* [Required action] The material must be repeated exactly, with every line intact.

*** Source information ***

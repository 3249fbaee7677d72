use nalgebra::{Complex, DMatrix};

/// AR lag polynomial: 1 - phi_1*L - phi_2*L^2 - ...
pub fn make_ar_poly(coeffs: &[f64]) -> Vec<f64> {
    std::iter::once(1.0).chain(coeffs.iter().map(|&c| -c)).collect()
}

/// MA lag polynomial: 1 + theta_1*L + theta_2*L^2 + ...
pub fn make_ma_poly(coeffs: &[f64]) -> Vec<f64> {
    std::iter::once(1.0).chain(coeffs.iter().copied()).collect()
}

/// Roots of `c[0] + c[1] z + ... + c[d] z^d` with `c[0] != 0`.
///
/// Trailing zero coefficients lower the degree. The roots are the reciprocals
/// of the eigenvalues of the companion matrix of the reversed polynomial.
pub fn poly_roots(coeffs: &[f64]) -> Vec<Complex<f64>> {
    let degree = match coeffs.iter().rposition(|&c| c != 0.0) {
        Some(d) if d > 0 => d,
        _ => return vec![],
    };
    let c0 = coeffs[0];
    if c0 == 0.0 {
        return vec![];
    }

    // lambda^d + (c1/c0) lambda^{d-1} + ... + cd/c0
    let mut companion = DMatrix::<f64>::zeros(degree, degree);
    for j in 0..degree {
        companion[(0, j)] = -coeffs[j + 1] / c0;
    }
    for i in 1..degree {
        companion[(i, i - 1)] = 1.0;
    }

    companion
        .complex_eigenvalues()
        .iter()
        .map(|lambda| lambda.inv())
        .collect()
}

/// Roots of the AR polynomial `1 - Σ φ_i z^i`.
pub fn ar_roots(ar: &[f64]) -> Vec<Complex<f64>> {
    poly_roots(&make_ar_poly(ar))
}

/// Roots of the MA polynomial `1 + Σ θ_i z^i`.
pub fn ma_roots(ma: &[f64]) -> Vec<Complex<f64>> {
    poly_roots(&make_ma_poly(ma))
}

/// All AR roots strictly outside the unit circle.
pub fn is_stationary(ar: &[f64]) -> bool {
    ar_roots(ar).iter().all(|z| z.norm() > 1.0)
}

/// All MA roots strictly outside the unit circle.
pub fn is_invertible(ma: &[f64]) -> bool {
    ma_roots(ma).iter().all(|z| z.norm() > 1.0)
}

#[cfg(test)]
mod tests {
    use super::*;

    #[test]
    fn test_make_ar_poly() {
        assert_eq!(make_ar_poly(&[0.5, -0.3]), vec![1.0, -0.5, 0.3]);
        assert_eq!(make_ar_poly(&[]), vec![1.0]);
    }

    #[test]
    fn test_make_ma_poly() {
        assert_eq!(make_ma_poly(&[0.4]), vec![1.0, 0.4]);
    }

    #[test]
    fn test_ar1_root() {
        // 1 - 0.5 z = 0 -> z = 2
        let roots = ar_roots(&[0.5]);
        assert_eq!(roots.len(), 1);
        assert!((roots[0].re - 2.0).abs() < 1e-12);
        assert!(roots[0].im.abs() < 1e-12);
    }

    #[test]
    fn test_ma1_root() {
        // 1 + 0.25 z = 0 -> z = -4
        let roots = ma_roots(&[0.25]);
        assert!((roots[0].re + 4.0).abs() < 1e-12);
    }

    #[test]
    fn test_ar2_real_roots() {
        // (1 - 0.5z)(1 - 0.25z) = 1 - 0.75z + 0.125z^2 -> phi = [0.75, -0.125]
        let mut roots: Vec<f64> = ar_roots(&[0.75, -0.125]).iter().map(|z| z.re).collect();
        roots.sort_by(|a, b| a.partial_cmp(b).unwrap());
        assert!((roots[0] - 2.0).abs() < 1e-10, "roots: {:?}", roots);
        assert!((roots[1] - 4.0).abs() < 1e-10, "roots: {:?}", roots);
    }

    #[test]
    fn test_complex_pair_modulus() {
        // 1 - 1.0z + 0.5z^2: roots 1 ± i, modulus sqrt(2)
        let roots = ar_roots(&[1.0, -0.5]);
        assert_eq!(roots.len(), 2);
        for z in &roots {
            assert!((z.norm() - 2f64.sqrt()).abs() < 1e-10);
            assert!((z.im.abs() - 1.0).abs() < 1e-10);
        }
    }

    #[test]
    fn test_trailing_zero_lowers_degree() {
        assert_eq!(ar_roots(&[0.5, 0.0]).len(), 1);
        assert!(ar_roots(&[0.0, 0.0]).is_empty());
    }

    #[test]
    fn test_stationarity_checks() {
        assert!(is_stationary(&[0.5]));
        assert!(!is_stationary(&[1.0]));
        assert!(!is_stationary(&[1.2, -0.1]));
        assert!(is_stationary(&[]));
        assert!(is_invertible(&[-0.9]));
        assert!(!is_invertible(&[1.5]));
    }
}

***

* [Answer box]
repository 3249fbaee7677d72
use nalgebra::{Complex, DMatrix};

/// AR lag polynomial: 1 - phi_1*L - phi_2*L^2 - ...
pub fn make_ar_poly(coeffs: &[f64]) -> Vec<f64> {
    std::iter::once(1.0).chain(coeffs.iter().map(|&c| -c)).collect()
}

/// MA lag polynomial: 1 + theta_1*L + theta_2*L^2 + ...
pub fn make_ma_poly(coeffs: &[f64]) -> Vec<f64> {
    std::iter::once(1.0).chain(coeffs.iter().copied()).collect()
}

/// Roots of `c[0] + c[1] z + ... + c[d] z^d` with `c[0] != 0`.
///
/// Trailing zero coefficients lower the degree. The roots are the reciprocals
/// of the eigenvalues of the companion matrix of the reversed polynomial.
pub fn poly_roots(coeffs: &[f64]) -> Vec<Complex<f64>> {
    let degree = match coeffs.iter().rposition(|&c| c != 0.0) {
        Some(d) if d > 0 => d,
        _ => return vec![],
    };
    let c0 = coeffs[0];
    if c0 == 0.0 {
        return vec![];
    }

    // lambda^d + (c1/c0) lambda^{d-1} + ... + cd/c0
    let mut companion = DMatrix::<f64>::zeros(degree, degree);
    for j in 0..degree {
        companion[(0, j)] = -coeffs[j + 1] / c0;
    }
    for i in 1..degree {
        companion[(i, i - 1)] = 1.0;
    }

    companion
        .complex_eigenvalues()
        .iter()
        .map(|lambda| lambda.inv())
        .collect()
}

/// Roots of the AR polynomial `1 - Σ φ_i z^i`.
pub fn ar_roots(ar: &[f64]) -> Vec<Complex<f64>> {
    poly_roots(&make_ar_poly(ar))
}

/// Roots of the MA polynomial `1 + Σ θ_i z^i`.
pub fn ma_roots(ma: &[f64]) -> Vec<Complex<f64>> {
    poly_roots(&make_ma_poly(ma))
}

/// All AR roots strictly outside the unit circle.
pub fn is_stationary(ar: &[f64]) -> bool {
    ar_roots(ar).iter().all(|z| z.norm() > 1.0)
}

/// All MA roots strictly outside the unit circle.
pub fn is_invertible(ma: &[f64]) -> bool {
    ma_roots(ma).iter().all(|z| z.norm() > 1.0)
}

#[cfg(test)]
mod tests {
    use super::*;

    #[test]
    fn test_make_ar_poly() {
        assert_eq!(make_ar_poly(&[0.5, -0.3]), vec![1.0, -0.5, 0.3]);
        assert_eq!(make_ar_poly(&[]), vec![1.0]);
    }

    #[test]
    fn test_make_ma_poly() {
        assert_eq!(make_ma_poly(&[0.4]), vec![1.0, 0.4]);
    }

    #[test]
    fn test_ar1_root() {
        // 1 - 0.5 z = 0 -> z = 2
        let roots = ar_roots(&[0.5]);
        assert_eq!(roots.len(), 1);
        assert!((roots[0].re - 2.0).abs() < 1e-12);
        assert!(roots[0].im.abs() < 1e-12);
    }

    #[test]
    fn test_ma1_root() {
        // 1 + 0.25 z = 0 -> z = -4
        let roots = ma_roots(&[0.25]);
        assert!((roots[0].re + 4.0).abs() < 1e-12);
    }

    #[test]
    fn test_ar2_real_roots() {
        // (1 - 0.5z)(1 - 0.25z) = 1 - 0.75z + 0.125z^2 -> phi = [0.75, -0.125]
        let mut roots: Vec<f64> = ar_roots(&[0.75, -0.125]).iter().map(|z| z.re).collect();
        roots.sort_by(|a, b| a.partial_cmp(b).unwrap());
        assert!((roots[0] - 2.0).abs() < 1e-10, "roots: {:?}", roots);
        assert!((roots[1] - 4.0).abs() < 1e-10, "roots: {:?}", roots);
    }

    #[test]
    fn test_complex_pair_modulus() {
        // 1 - 1.0z + 0.5z^2: roots 1 ± i, modulus sqrt(2)
        let roots = ar_roots(&[1.0, -0.5]);
        assert_eq!(roots.len(), 2);
        for z in &roots {
            assert!((z.norm() - 2f64.sqrt()).abs() < 1e-10);
            assert!((z.im.abs() - 1.0).abs() < 1e-10);
        }
    }

    #[test]
    fn test_trailing_zero_lowers_degree() {
        assert_eq!(ar_roots(&[0.5, 0.0]).len(), 1);
        assert!(ar_roots(&[0.0, 0.0]).is_empty());
    }

    #[test]
    fn test_stationarity_checks() {
        assert!(is_stationary(&[0.5]));
        assert!(!is_stationary(&[1.0]));
        assert!(!is_stationary(&[1.2, -0.1]));
        assert!(is_stationary(&[]));
        assert!(is_invertible(&[-0.9]));
        assert!(!is_invertible(&[1.5]));
    }
}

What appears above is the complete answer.